Collected data:
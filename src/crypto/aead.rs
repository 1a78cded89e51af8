use aes_gcm::{
    Aes256Gcm, Key, Nonce,
    aead::{Aead, KeyInit},
};
use zeroize::Zeroizing;

use super::{EntropySource, NONCE_LEN, OsEntropy, PBKDF2_ITERATIONS, SALT_LEN, derive_key};
use crate::envelope::Envelope;
use crate::error::StegoError;

/// Encrypt plaintext under a password, drawing salt and nonce from the
/// OS random generator.
pub fn encrypt(plaintext: &[u8], password: &str) -> Result<Envelope, StegoError> {
    encrypt_with(plaintext, password, &mut OsEntropy)
}

/// Encrypt plaintext under a password with an explicit entropy source.
///
/// Draws 16 salt bytes, then 12 nonce bytes. A fresh salt/nonce pair per
/// call means the same (message, password) never produces the same
/// envelope twice under a real entropy source.
pub fn encrypt_with<E: EntropySource>(
    plaintext: &[u8],
    password: &str,
    entropy: &mut E,
) -> Result<Envelope, StegoError> {
    let mut salt = [0u8; SALT_LEN];
    entropy.fill(&mut salt)?;

    let mut iv = [0u8; NONCE_LEN];
    entropy.fill(&mut iv)?;

    let key = Zeroizing::new(derive_key(password, &salt, PBKDF2_ITERATIONS));
    let cipher = Aes256Gcm::new(Key::<Aes256Gcm>::from_slice(key.as_ref()));

    let data = cipher
        .encrypt(Nonce::from_slice(&iv), plaintext)
        .map_err(|_| StegoError::Internal("encryption failed"))?;

    Ok(Envelope { salt, iv, data })
}

/// Decrypt an envelope under a password.
///
/// Rederives the key from the envelope's salt and opens with its nonce.
/// Tag verification is the sole integrity check: a wrong password and a
/// tampered ciphertext both fail as [`StegoError::Authentication`].
pub fn decrypt(envelope: &Envelope, password: &str) -> Result<Zeroizing<Vec<u8>>, StegoError> {
    let key = Zeroizing::new(derive_key(password, &envelope.salt, PBKDF2_ITERATIONS));
    let cipher = Aes256Gcm::new(Key::<Aes256Gcm>::from_slice(key.as_ref()));

    let plaintext = cipher
        .decrypt(Nonce::from_slice(&envelope.iv), envelope.data.as_slice())
        .map_err(|_| StegoError::Authentication)?;

    Ok(Zeroizing::new(plaintext))
}
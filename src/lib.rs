//! Password-protected LSB steganography codec.
//!
//! Hides a UTF-8 message inside a caller-supplied RGBA pixel buffer. The
//! message is sealed with AES-256-GCM under a PBKDF2-derived key, framed
//! as a JSON envelope, and embedded one bit per pixel into channel-0
//! least significant bits. [`decode_message`] reverses the process.
//!
//! The crate never parses image files; loading the image into an RGBA
//! buffer and re-encoding the mutated buffer are the caller's job.

pub mod crypto;
pub mod envelope;
mod error;
pub mod stego;

pub use crate::crypto::{EntropySource, OsEntropy};
pub use crate::envelope::Envelope;
pub use crate::error::StegoError;

use log::debug;

/// Encrypt `message` under `password` and embed it into `pixels`.
///
/// `pixels` is a row-major RGBA buffer, 4 bytes per pixel, mutated in
/// place. On [`StegoError::Capacity`] the buffer is left untouched; the
/// failure reveals nothing about the message beyond its framed size.
pub fn encode_message(pixels: &mut [u8], message: &str, password: &str) -> Result<(), StegoError> {
    encode_message_with(pixels, message, password, &mut OsEntropy)
}

/// [`encode_message`] with an explicit entropy source for salt and nonce.
pub fn encode_message_with<E: EntropySource>(
    pixels: &mut [u8],
    message: &str,
    password: &str,
    entropy: &mut E,
) -> Result<(), StegoError> {
    let sealed = crypto::encrypt_with(message.as_bytes(), password, entropy)?;
    let frame = envelope::serialize(&sealed)?;

    debug!(
        "embedding {} frame bytes into {} pixels",
        frame.len(),
        stego::capacity_pixels(pixels)
    );

    stego::embed(pixels, &frame)
}

/// Extract and decrypt a message previously embedded into `pixels`.
///
/// All failure modes — no payload present, malformed frame, wrong
/// password, tampered ciphertext — surface as the single
/// [`StegoError::DecodeFailed`] so callers cannot probe which check
/// rejected the input. The component APIs in [`crypto`], [`envelope`]
/// and [`stego`] keep the distinct error kinds for boundary layers that
/// need them.
pub fn decode_message(pixels: &[u8], password: &str) -> Result<String, StegoError> {
    decode_message_inner(pixels, password).map_err(|err| {
        debug!("decode failed: {err}");
        StegoError::DecodeFailed
    })
}

fn decode_message_inner(pixels: &[u8], password: &str) -> Result<String, StegoError> {
    let frame = stego::extract(pixels)?;
    let sealed = envelope::deserialize(&frame)?;
    let plaintext = crypto::decrypt(&sealed, password)?;

    String::from_utf8(plaintext.to_vec())
        .map_err(|_| StegoError::Internal("plaintext is not valid UTF-8"))
}
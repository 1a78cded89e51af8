//! LSB bit embedding and extraction over raw RGBA pixel buffers.
//!
//! The carrier is a row-major RGBA buffer, 4 bytes per pixel. Each pixel
//! stores exactly one payload bit in the least significant bit of its
//! first channel; the other three channels are never touched. Payload
//! bytes are laid down least-significant-bit first and followed by an
//! 8-bit all-zero terminator marking end of payload.

pub mod embed;
pub mod extract;

pub use embed::embed;
pub use extract::extract;

/// Bytes per pixel in the carrier buffer (RGBA).
pub const BYTES_PER_PIXEL: usize = 4;
/// Bits in the all-zero end-of-payload terminator.
pub const TERMINATOR_BITS: usize = 8;

/// Number of payload bits the buffer can carry, one per pixel.
pub fn capacity_pixels(pixels: &[u8]) -> usize {
    pixels.len() / BYTES_PER_PIXEL
}
use pbkdf2::pbkdf2_hmac;
use sha2::Sha256;

use super::KEY_LEN;

/// Fixed iteration count for PBKDF2-HMAC-SHA256.
///
/// High enough to make offline brute force of short passwords expensive;
/// identical on encrypt and decrypt so the same (password, salt) pair
/// always yields the same key.
pub const PBKDF2_ITERATIONS: u32 = 100_000;

/// Derive a 256-bit key from a password and salt.
///
/// Deterministic, pure function of its inputs. An empty password is
/// accepted; password policy is not this layer's concern.
pub fn derive_key(password: &str, salt: &[u8], iterations: u32) -> [u8; KEY_LEN] {
    let mut key = [0u8; KEY_LEN];
    pbkdf2_hmac::<Sha256>(password.as_bytes(), salt, iterations, &mut key);
    key
}
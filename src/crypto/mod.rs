//! Cryptographic primitives for the payload codec.
//!
//! Provides key derivation, authenticated encryption, and the entropy
//! source abstraction.

pub mod aead;
pub mod kdf;

pub use aead::{decrypt, encrypt, encrypt_with};
pub use kdf::{PBKDF2_ITERATIONS, derive_key};

use crate::error::StegoError;

/// Length of the salt (16 bytes).
pub const SALT_LEN: usize = 16;
/// Length of the nonce (12 bytes for AES-256-GCM).
pub const NONCE_LEN: usize = 12;
/// Length of the encryption key (32 bytes / 256 bits).
pub const KEY_LEN: usize = 32;
/// Length of the GCM authentication tag appended to the ciphertext.
pub const TAG_LEN: usize = 16;

/// Source of cryptographically secure random bytes.
///
/// Encryption draws salt and nonce material through this trait so tests
/// can substitute deterministic values for reproducible envelopes.
pub trait EntropySource {
    fn fill(&mut self, buf: &mut [u8]) -> Result<(), StegoError>;
}

/// Entropy source backed by the operating system CSPRNG.
#[derive(Debug, Default, Clone, Copy)]
pub struct OsEntropy;

impl EntropySource for OsEntropy {
    fn fill(&mut self, buf: &mut [u8]) -> Result<(), StegoError> {
        getrandom::fill(buf).map_err(|_| StegoError::Internal("OS random generator unavailable"))
    }
}
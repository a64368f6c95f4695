//! Shape inference types and traits.
//!
//! Graph passes which change shape-relevant attributes or insert operators
//! mark the affected nodes as stale. [`InferShapes`] is the contract used to
//! recompute the output shapes of those nodes afterwards.

use std::error::Error;
use std::fmt;
use std::iter::repeat;

use smallvec::SmallVec;

use crate::graph::{Graph, Layout, NodeId, OpAttrs, OpType, IDENTITY_STRIDE};

#[derive(Clone, Debug, PartialEq)]
pub enum ShapeInferenceError {
    /// The node is not an operator in the graph.
    InvalidNode,

    /// Too many or too few inputs were provided for this operator.
    IncorrectInputCount,

    /// An input's rank does not match that expected by the operator.
    IncorrectRank,

    /// The input shapes are incompatible with each other or with the
    /// operator's attributes.
    IncompatibleShapes,

    /// A required operator attribute is absent.
    MissingAttribute(&'static str),

    /// The operator needs the graph layout, but it is absent or unknown.
    MissingLayout,

    /// No shape inference is available for this operator type.
    UnsupportedOperator(String),
}

impl fmt::Display for ShapeInferenceError {
    fn fmt(&self, f: &mut fmt::Formatter<'_>) -> fmt::Result {
        match self {
            Self::InvalidNode => write!(f, "node is not an operator"),
            Self::IncorrectInputCount => write!(f, "incorrect number of inputs"),
            Self::IncorrectRank => write!(f, "input has incorrect rank"),
            Self::IncompatibleShapes => write!(f, "input shapes are incompatible"),
            Self::MissingAttribute(name) => write!(f, "missing attribute \"{}\"", name),
            Self::MissingLayout => write!(f, "graph layout is missing or unsupported"),
            Self::UnsupportedOperator(op_type) => {
                write!(f, "no shape inference for operator type \"{}\"", op_type)
            }
        }
    }
}

impl Error for ShapeInferenceError {}

/// Recompute the output shapes of an operator from its current inputs and
/// attributes.
pub trait InferShapes {
    /// Update the shapes of the data nodes produced by operator `op`.
    ///
    /// Inputs must already have up-to-date shapes, so callers should invoke
    /// this in dependency order.
    fn infer_shapes(&self, graph: &mut Graph, op: NodeId) -> Result<(), ShapeInferenceError>;
}

/// Built-in shape inference for the operator types that graph passes create
/// or modify.
///
/// Unknown input shapes produce unknown output shapes. Operator types other
/// than `Convolution`, `Pooling`, `ReLU` and `Eltwise` are rejected with
/// [`ShapeInferenceError::UnsupportedOperator`].
#[derive(Default)]
pub struct ShapeInference {}

impl ShapeInference {
    pub fn new() -> Self {
        ShapeInference {}
    }
}

type InputShapes = SmallVec<[Option<Vec<usize>>; 4]>;

impl InferShapes for ShapeInference {
    fn infer_shapes(&self, graph: &mut Graph, op: NodeId) -> Result<(), ShapeInferenceError> {
        let op_node = graph.get_op(op).ok_or(ShapeInferenceError::InvalidNode)?;
        let inputs: InputShapes = graph
            .op_inputs(op)
            .into_iter()
            .map(|id| {
                graph
                    .get_data(id)
                    .and_then(|data| data.shape())
                    .map(|shape| shape.to_vec())
            })
            .collect();
        let layout = graph.layout().and_then(Layout::parse);

        let output_shape = match op_node.op_type() {
            OpType::Convolution => conv_output_shape(layout, op_node.attrs(), &inputs)?,
            OpType::Pooling => pool_output_shape(op_node.attrs(), &inputs)?,
            OpType::ReLU => {
                let [input, ..] = &inputs[..] else {
                    return Err(ShapeInferenceError::IncorrectInputCount);
                };
                input.clone()
            }
            OpType::Eltwise => eltwise_output_shape(&inputs)?,
            OpType::Other(name) => {
                return Err(ShapeInferenceError::UnsupportedOperator(name.clone()));
            }
        };

        for output in graph.op_outputs(op) {
            if let Some(data) = graph.get_data_mut(output) {
                data.set_shape(output_shape.clone());
            }
        }

        Ok(())
    }
}

/// Return the output size for one axis of a convolution or pooling operation
/// with explicit padding.
fn output_size(
    in_size: usize,
    kernel_size: usize,
    stride: usize,
    dilation: usize,
    [pad_start, pad_end]: [usize; 2],
) -> Result<usize, ShapeInferenceError> {
    if kernel_size == 0 || stride == 0 || dilation == 0 {
        return Err(ShapeInferenceError::IncompatibleShapes);
    }
    let padded_in_size = in_size + pad_start + pad_end;
    let dilated_kernel_size = dilation * (kernel_size - 1) + 1;
    if padded_in_size < dilated_kernel_size {
        return Err(ShapeInferenceError::IncompatibleShapes);
    }
    Ok((padded_in_size - dilated_kernel_size) / stride + 1)
}

fn conv_output_shape(
    layout: Option<Layout>,
    attrs: &OpAttrs,
    inputs: &[Option<Vec<usize>>],
) -> Result<Option<Vec<usize>>, ShapeInferenceError> {
    let [data, ..] = inputs else {
        return Err(ShapeInferenceError::IncorrectInputCount);
    };
    let Some(data) = data else {
        return Ok(None);
    };
    if data.len() != 4 {
        return Err(ShapeInferenceError::IncorrectRank);
    }
    let layout = layout.ok_or(ShapeInferenceError::MissingLayout)?;
    let kernel = attrs
        .kernel_spatial
        .ok_or(ShapeInferenceError::MissingAttribute("kernel_spatial"))?;
    let stride = attrs.stride.unwrap_or(IDENTITY_STRIDE);
    let dilation = attrs.dilation.unwrap_or(IDENTITY_STRIDE);
    let pad = attrs.pad.unwrap_or_default();

    let mut out_shape = data.clone();
    for (kernel_size, axis) in kernel.into_iter().zip(layout.spatial_dims()) {
        out_shape[axis] = output_size(
            data[axis],
            kernel_size,
            stride[axis],
            dilation[axis],
            pad[axis],
        )?;
    }
    if let Some(channels) = attrs.output_channels {
        out_shape[layout.channel_dim()] = channels;
    }

    Ok(Some(out_shape))
}

fn pool_output_shape(
    attrs: &OpAttrs,
    inputs: &[Option<Vec<usize>>],
) -> Result<Option<Vec<usize>>, ShapeInferenceError> {
    let [data, ..] = inputs else {
        return Err(ShapeInferenceError::IncorrectInputCount);
    };
    let Some(data) = data else {
        return Ok(None);
    };
    if data.len() != 4 {
        return Err(ShapeInferenceError::IncorrectRank);
    }
    let window = attrs
        .window
        .ok_or(ShapeInferenceError::MissingAttribute("window"))?;
    let stride = attrs.stride.unwrap_or(IDENTITY_STRIDE);
    let pad = attrs.pad.unwrap_or_default();

    let out_shape = (0..data.len())
        .map(|axis| output_size(data[axis], window[axis], stride[axis], 1, pad[axis]))
        .collect::<Result<Vec<_>, _>>()?;

    Ok(Some(out_shape))
}

/// Return the shape that results from broadcasting `a` and `b` together
/// following NumPy rules, or `None` if they are not compatible.
///
/// Shapes are left-padded with 1s to the same length, then each pair of
/// dimensions must either match or contain a 1.
fn broadcast_shapes(a: &[usize], b: &[usize]) -> Option<Vec<usize>> {
    let a_pad = b.len().saturating_sub(a.len());
    let b_pad = a.len().saturating_sub(b.len());

    let a_iter = a.iter().copied().rev().chain(repeat(1).take(a_pad));
    let b_iter = b.iter().copied().rev().chain(repeat(1).take(b_pad));

    let mut result = Vec::with_capacity(a.len().max(b.len()));
    for (a, b) in a_iter.zip(b_iter) {
        if a == b || b == 1 {
            result.push(a);
        } else if a == 1 {
            result.push(b);
        } else {
            return None;
        }
    }
    result.reverse();

    Some(result)
}

fn eltwise_output_shape(
    inputs: &[Option<Vec<usize>>],
) -> Result<Option<Vec<usize>>, ShapeInferenceError> {
    let Some((first, rest)) = inputs.split_first() else {
        return Err(ShapeInferenceError::IncorrectInputCount);
    };
    let Some(mut shape) = first.clone() else {
        return Ok(None);
    };
    for input in rest {
        let Some(input) = input else {
            return Ok(None);
        };
        shape = broadcast_shapes(&shape, input).ok_or(ShapeInferenceError::IncompatibleShapes)?;
    }
    Ok(Some(shape))
}

#[cfg(test)]
mod tests {
    use rten_testing::TestCases;

    use super::{broadcast_shapes, output_size, InferShapes, ShapeInference, ShapeInferenceError};
    use crate::graph::{Graph, OpAttrs, OpType, PoolMethod};

    #[test]
    fn test_output_size() {
        #[derive(Debug)]
        struct Case {
            in_size: usize,
            kernel: usize,
            stride: usize,
            dilation: usize,
            pad: [usize; 2],
            expected: Result<usize, ShapeInferenceError>,
        }

        let cases = [
            Case {
                in_size: 10,
                kernel: 1,
                stride: 2,
                dilation: 1,
                pad: [0, 0],
                expected: Ok(5),
            },
            Case {
                in_size: 10,
                kernel: 3,
                stride: 1,
                dilation: 1,
                pad: [1, 1],
                expected: Ok(10),
            },
            Case {
                in_size: 9,
                kernel: 3,
                stride: 2,
                dilation: 2,
                pad: [0, 0],
                expected: Ok(3),
            },
            Case {
                in_size: 2,
                kernel: 3,
                stride: 1,
                dilation: 1,
                pad: [0, 0],
                expected: Err(ShapeInferenceError::IncompatibleShapes),
            },
            Case {
                in_size: 4,
                kernel: 1,
                stride: 0,
                dilation: 1,
                pad: [0, 0],
                expected: Err(ShapeInferenceError::IncompatibleShapes),
            },
        ];

        cases.test_each(|case| {
            let size = output_size(
                case.in_size,
                case.kernel,
                case.stride,
                case.dilation,
                case.pad,
            );
            assert_eq!(size, case.expected);
        })
    }

    #[test]
    fn test_broadcast_shapes() {
        assert_eq!(
            broadcast_shapes(&[1, 8, 4, 4], &[8, 1, 1]),
            Some(vec![1, 8, 4, 4])
        );
        assert_eq!(broadcast_shapes(&[1, 8, 4, 4], &[1, 8, 2, 2]), None);
    }

    #[test]
    fn test_infer_conv_nchw() {
        let mut graph = Graph::with_layout("NCHW");
        let input = graph.add_data("input", Some(vec![1, 3, 16, 16]));
        let attrs = OpAttrs {
            output_channels: Some(8),
            pad: Some([[0, 0], [0, 0], [1, 1], [1, 1]]),
            ..OpAttrs::convolution([3, 3], [1, 1, 2, 2])
        };
        let (conv, conv_out) = graph.add_simple_op("conv", OpType::Convolution, attrs, &[input]);

        ShapeInference::new().infer_shapes(&mut graph, conv).unwrap();

        let shape = graph.get_data(conv_out).and_then(|d| d.shape());
        assert_eq!(shape, Some([1, 8, 8, 8].as_slice()));
    }

    #[test]
    fn test_infer_conv_nhwc_keeps_channels() {
        let mut graph = Graph::with_layout("NHWC");
        let input = graph.add_data("input", Some(vec![1, 10, 6, 3]));
        let attrs = OpAttrs::convolution([1, 1], [1, 2, 3, 1]);
        let (conv, conv_out) = graph.add_simple_op("conv", OpType::Convolution, attrs, &[input]);

        ShapeInference::new().infer_shapes(&mut graph, conv).unwrap();

        let shape = graph.get_data(conv_out).and_then(|d| d.shape());
        assert_eq!(shape, Some([1, 5, 2, 3].as_slice()));
    }

    #[test]
    fn test_infer_conv_requires_layout() {
        let mut graph = Graph::new();
        let input = graph.add_data("input", Some(vec![1, 3, 4, 4]));
        let attrs = OpAttrs::convolution([1, 1], [1, 1, 1, 1]);
        let (conv, _) = graph.add_simple_op("conv", OpType::Convolution, attrs, &[input]);

        let result = ShapeInference::new().infer_shapes(&mut graph, conv);

        assert_eq!(result, Err(ShapeInferenceError::MissingLayout));
    }

    #[test]
    fn test_infer_pointwise_pooling() {
        let mut graph = Graph::with_layout("NCHW");
        let input = graph.add_data("input", Some(vec![1, 4, 7, 7]));
        let attrs = OpAttrs::pooling([1, 1, 1, 1], [1, 1, 2, 2], PoolMethod::Avg);
        let (pool, pool_out) = graph.add_simple_op("pool", OpType::Pooling, attrs, &[input]);

        ShapeInference::new().infer_shapes(&mut graph, pool).unwrap();

        let shape = graph.get_data(pool_out).and_then(|d| d.shape());
        assert_eq!(shape, Some([1, 4, 4, 4].as_slice()));
    }

    #[test]
    fn test_infer_eltwise_and_unknown_shapes() {
        let mut graph = Graph::with_layout("NCHW");
        let a = graph.add_data("a", Some(vec![1, 4, 5, 5]));
        let b = graph.add_data("b", Some(vec![4, 1, 1]));
        let c = graph.add_data("c", None);
        let (add, add_out) =
            graph.add_simple_op("add", OpType::Eltwise, OpAttrs::default(), &[a, b]);
        let (relu, relu_out) = graph.add_simple_op("relu", OpType::ReLU, OpAttrs::default(), &[c]);

        let infer = ShapeInference::new();
        infer.infer_shapes(&mut graph, add).unwrap();
        infer.infer_shapes(&mut graph, relu).unwrap();

        let add_shape = graph.get_data(add_out).and_then(|d| d.shape());
        assert_eq!(add_shape, Some([1, 4, 5, 5].as_slice()));
        assert_eq!(graph.get_data(relu_out).and_then(|d| d.shape()), None);
    }

    #[test]
    fn test_infer_unsupported_operator() {
        let mut graph = Graph::with_layout("NCHW");
        let input = graph.add_data("input", Some(vec![1, 4, 5, 5]));
        let (op, _) = graph.add_simple_op(
            "concat",
            OpType::from_name("Concat"),
            OpAttrs::default(),
            &[input],
        );

        let result = ShapeInference::new().infer_shapes(&mut graph, op);

        assert_eq!(
            result,
            Err(ShapeInferenceError::UnsupportedOperator("Concat".into()))
        );
        assert_eq!(
            ShapeInference::new().infer_shapes(&mut graph, input),
            Err(ShapeInferenceError::InvalidNode)
        );
    }
}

# Exercise prompt
Gather up the lines containing the word "codec" from these records and copy them.

# Answer to this task
//! Password-protected LSB steganography codec.
//! Cryptographic primitives for the payload codec.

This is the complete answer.